Reversibility: can the harm be undone. An irreversible harm outweighs a reversible one of equal size. Extinction outweighs recession. Lost rights outweigh lost dollars. Death outweighs injury. When you can show that the opposition path is reversible and yours is not, you win the weighing.
How to weigh in speech
The single biggest gap between novice and varsity debaters is when they weigh. Novices argue in the constructive and weigh in the rebuttal. Varsity weighs in the constructive, then deepens the weighing in the rebuttal.
Plant the weighing at the same moment you plant the impact. "Our impact is X. The reason X outweighs anything opp brings: magnitude (Y people affected); probability (high, because Z mechanism is already in motion); reversibility (irreversible once X happens). Anything opp argues fits inside that frame."
By the time the judge writes the impact on their flow, they have already written the weighing axes next to it. When opp brings a competing impact, the judge automatically asks: how does this stack against the axes already on the flow.
Weighing against your own arguments
The strongest move is to weigh against your own argument before opp does. If your impact is a 15 percent emissions reduction, and you know opp will argue your estimate is inflated, pre-empt: "Even if you cut our number in half, even if it is 7 percent instead of 15, magnitude still wins because the climate-impact curve is non-linear at the 1.5C threshold."
This does two things. It signals to the judge that you have stress-tested your own argument. And it sets up a no-win: if opp tries to halve your number, you have already conceded that, so the argument is whether your halved number still outweighs. Often it does.
Format-specific weighing
In Policy, weighing is explicit: "prefer our impact on probability" or "prefer our impact on magnitude" is standard language. Judges expect each rebuttal to weigh.
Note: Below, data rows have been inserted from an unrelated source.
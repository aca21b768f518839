use axum::{extract::State, Json};
use axum_extra::extract::WithRejection;
use serde::{Deserialize, Serialize};

use crate::{
    api::state::AppState,
    error::{AppError, Result},
};

#[derive(Debug, Deserialize)]
pub struct LoginRequest {
    /// Username or email.
    #[serde(alias = "username", alias = "email")]
    pub identifier: String,
    pub password: String,
}

#[derive(Debug, Serialize)]
pub struct LoginResponse {
    pub token: String,
    pub refresh: String,
    pub must_change_password: bool,
}

#[derive(Debug, Deserialize)]
pub struct RefreshRequest {
    pub refresh: String,
}

#[derive(Debug, Serialize)]
pub struct RefreshResponse {
    pub access: String,
}

// POST /api/login/
pub async fn login(
    State(state): State<AppState>,
    WithRejection(Json(req), _): WithRejection<Json<LoginRequest>, AppError>,
) -> Result<Json<LoginResponse>> {
    let outcome = state.service_context.session_issuer
        .login(&req.identifier, &req.password)
        .await?;

    Ok(Json(LoginResponse {
        token: outcome.tokens.access,
        refresh: outcome.tokens.refresh,
        must_change_password: outcome.must_change_password,
    }))
}

// POST /api/token/refresh/
pub async fn refresh(
    State(state): State<AppState>,
    WithRejection(Json(req), _): WithRejection<Json<RefreshRequest>, AppError>,
) -> Result<Json<RefreshResponse>> {
    let access = state.service_context.session_issuer
        .refresh(&req.refresh)
        .await?;

    Ok(Json(RefreshResponse { access }))
}
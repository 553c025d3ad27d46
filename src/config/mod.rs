//! Configuration management for the live voice tutor

pub mod file;

use std::path::PathBuf;

use crate::live::SessionSetup;
use crate::voice::{
    CAPTURE_FRAME_SIZE, CAPTURE_SAMPLE_RATE, DEFAULT_FFT_SIZE, PLAYBACK_SAMPLE_RATE,
};
use crate::{Error, Result};

/// Default live model
pub const DEFAULT_MODEL: &str = "gemini-2.5-flash-native-audio-preview-09-2025";

/// Default prebuilt voice
pub const DEFAULT_VOICE: &str = "Zephyr";

/// Default streaming endpoint
pub const DEFAULT_ENDPOINT: &str = "wss://generativelanguage.googleapis.com";

/// Default tutoring instruction
pub const DEFAULT_SYSTEM_INSTRUCTION: &str = "You are a helpful, encouraging English vocabulary tutor for students. Correct their pronunciation gently and have short conversations about daily topics using simple words.";

/// Frames kept while the stream is opening (~8s of 16kHz audio)
const DEFAULT_OUTBOUND_BUFFER_FRAMES: usize = 32;

/// Tutor configuration
#[derive(Debug, Clone)]
pub struct Config {
    /// Live model stream configuration
    pub live: LiveConfig,

    /// Audio device configuration
    pub audio: AudioConfig,

    /// Path to data directory (settings database)
    pub data_dir: PathBuf,
}

/// Live model stream configuration
#[derive(Debug, Clone, PartialEq, Eq)]
pub struct LiveConfig {
    /// Model identifier
    pub model: String,

    /// Prebuilt voice name
    pub voice: String,

    /// Tutoring system instruction
    pub system_instruction: String,

    /// Base endpoint, overridable per user in the settings store
    pub endpoint: String,
}

impl LiveConfig {
    /// Opening parameters for the stream
    #[must_use]
    pub fn setup(&self) -> SessionSetup {
        SessionSetup {
            model: self.model.clone(),
            voice: self.voice.clone(),
            system_instruction: self.system_instruction.clone(),
        }
    }
}

impl Default for LiveConfig {
    fn default() -> Self {
        Self {
            model: DEFAULT_MODEL.to_string(),
            voice: DEFAULT_VOICE.to_string(),
            system_instruction: DEFAULT_SYSTEM_INSTRUCTION.to_string(),
            endpoint: DEFAULT_ENDPOINT.to_string(),
        }
    }
}

/// Audio device configuration
#[derive(Debug, Clone, PartialEq, Eq)]
pub struct AudioConfig {
    /// Samples per capture frame
    pub capture_frame_size: usize,

    /// Capture sample rate in Hz
    pub capture_sample_rate: u32,

    /// Playback sample rate in Hz
    pub playback_sample_rate: u32,

    /// Channels in inbound model audio
    pub playback_channels: u16,

    /// Frames buffered while the stream is opening
    pub outbound_buffer_frames: usize,

    /// Analysis window for the visualizer tap
    pub fft_size: usize,
}

impl Default for AudioConfig {
    fn default() -> Self {
        Self {
            capture_frame_size: CAPTURE_FRAME_SIZE,
            capture_sample_rate: CAPTURE_SAMPLE_RATE,
            playback_sample_rate: PLAYBACK_SAMPLE_RATE,
            playback_channels: 1,
            outbound_buffer_frames: DEFAULT_OUTBOUND_BUFFER_FRAMES,
            fft_size: DEFAULT_FFT_SIZE,
        }
    }
}

impl AudioConfig {
    /// Check values the audio paths rely on
    ///
    /// # Errors
    ///
    /// Returns `Config` describing the first invalid value
    pub fn validate(&self) -> Result<()> {
        if self.capture_frame_size == 0 {
            return Err(Error::Config("audio.capture_frame_size must be > 0".to_string()));
        }
        if self.capture_sample_rate == 0 || self.playback_sample_rate == 0 {
            return Err(Error::Config("audio sample rates must be > 0".to_string()));
        }
        if self.outbound_buffer_frames == 0 {
            return Err(Error::Config("audio.outbound_buffer_frames must be > 0".to_string()));
        }
        if !self.fft_size.is_power_of_two() || !(32..=32768).contains(&self.fft_size) {
            return Err(Error::Config(format!(
                "audio.fft_size must be a power of two in 32..=32768, got {}",
                self.fft_size
            )));
        }
        Ok(())
    }
}

/// Return the data directory, creating it if needed
///
/// Uses `~/.local/share/vocab-live` on Linux
pub fn default_data_dir() -> PathBuf {
    let data_dir = directories::BaseDirs::new()
        .map_or_else(|| PathBuf::from("."), |d| d.data_dir().join("vocab-live"));

    if let Err(e) = std::fs::create_dir_all(&data_dir) {
        tracing::warn!(
            path = %data_dir.display(),
            error = %e,
            "failed to create data directory"
        );
    }

    data_dir
}

impl Config {
    /// Load configuration (env > toml > default)
    ///
    /// # Errors
    ///
    /// Returns error if the resulting audio settings are invalid
    pub fn load() -> Result<Self> {
        let fc = file::load_config_file();
        Self::resolve(fc, |key| std::env::var(key).ok())
    }

    /// Merge a config file with an environment lookup
    ///
    /// # Errors
    ///
    /// Returns error if the resulting audio settings are invalid
    pub fn resolve(
        fc: file::TutorConfigFile,
        env: impl Fn(&str) -> Option<String>,
    ) -> Result<Self> {
        let defaults = LiveConfig::default();

        let live = LiveConfig {
            model: env("TUTOR_MODEL")
                .or(fc.live.model)
                .unwrap_or(defaults.model),
            voice: env("TUTOR_VOICE")
                .or(fc.live.voice)
                .unwrap_or(defaults.voice),
            system_instruction: env("TUTOR_SYSTEM_INSTRUCTION")
                .or(fc.live.system_instruction)
                .unwrap_or(defaults.system_instruction),
            endpoint: env("TUTOR_ENDPOINT")
                .or(fc.live.endpoint)
                .unwrap_or(defaults.endpoint),
        };

        let default_audio = AudioConfig::default();
        let audio = AudioConfig {
            capture_frame_size: fc
                .audio
                .capture_frame_size
                .unwrap_or(default_audio.capture_frame_size),
            capture_sample_rate: fc
                .audio
                .capture_sample_rate
                .unwrap_or(default_audio.capture_sample_rate),
            playback_sample_rate: fc
                .audio
                .playback_sample_rate
                .unwrap_or(default_audio.playback_sample_rate),
            playback_channels: default_audio.playback_channels,
            outbound_buffer_frames: fc
                .audio
                .outbound_buffer_frames
                .unwrap_or(default_audio.outbound_buffer_frames),
            fft_size: fc.audio.fft_size.unwrap_or(default_audio.fft_size),
        };
        audio.validate()?;

        let data_dir = env("TUTOR_DATA_DIR").map_or_else(default_data_dir, PathBuf::from);

        Ok(Self {
            live,
            audio,
            data_dir,
        })
    }

    /// Path of the settings database
    #[must_use]
    pub fn db_path(&self) -> PathBuf {
        self.data_dir.join("tutor.db")
    }
}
In Parliamentary formats (APDA, BP, Asian Parli, WSDC), weighing is more conversational but no less important. The reply or whip speech is mostly weighing.
In PF, weighing usually happens in the summary speech and final focus. Magnitude and probability are the two most-weighted axes; timeframe matters when the resolution is short-term policy; reversibility matters on extinction-impact arguments.
In LD, weighing is filtered through the framework. Util frameworks weigh on net wellbeing across magnitude and probability. Deontological frameworks weigh on the categorical violation, not on aggregate outcome. Always weigh THROUGH your framework, not around it.
Common weighing mistakes
Skipping weighing entirely. Most novice rounds end with both sides having impacts on the flow and no one telling the judge how to compare them. The judge picks the impact that felt more visceral, which is not a process you want to depend on.
Weighing only at the end. By the rebuttal, the judge has already mentally weighed. Plant your weighing when you plant the impact.
Vague weighing. "Our impact is bigger" is not weighing. "Our impact has higher magnitude because 50 million people are affected versus their 200 thousand" is weighing.
Weighing on the wrong axis. If your impact is environmental and reversible, do not weigh on reversibility. Weigh on magnitude. Pick the axis where you actually win, not the axis your team always uses.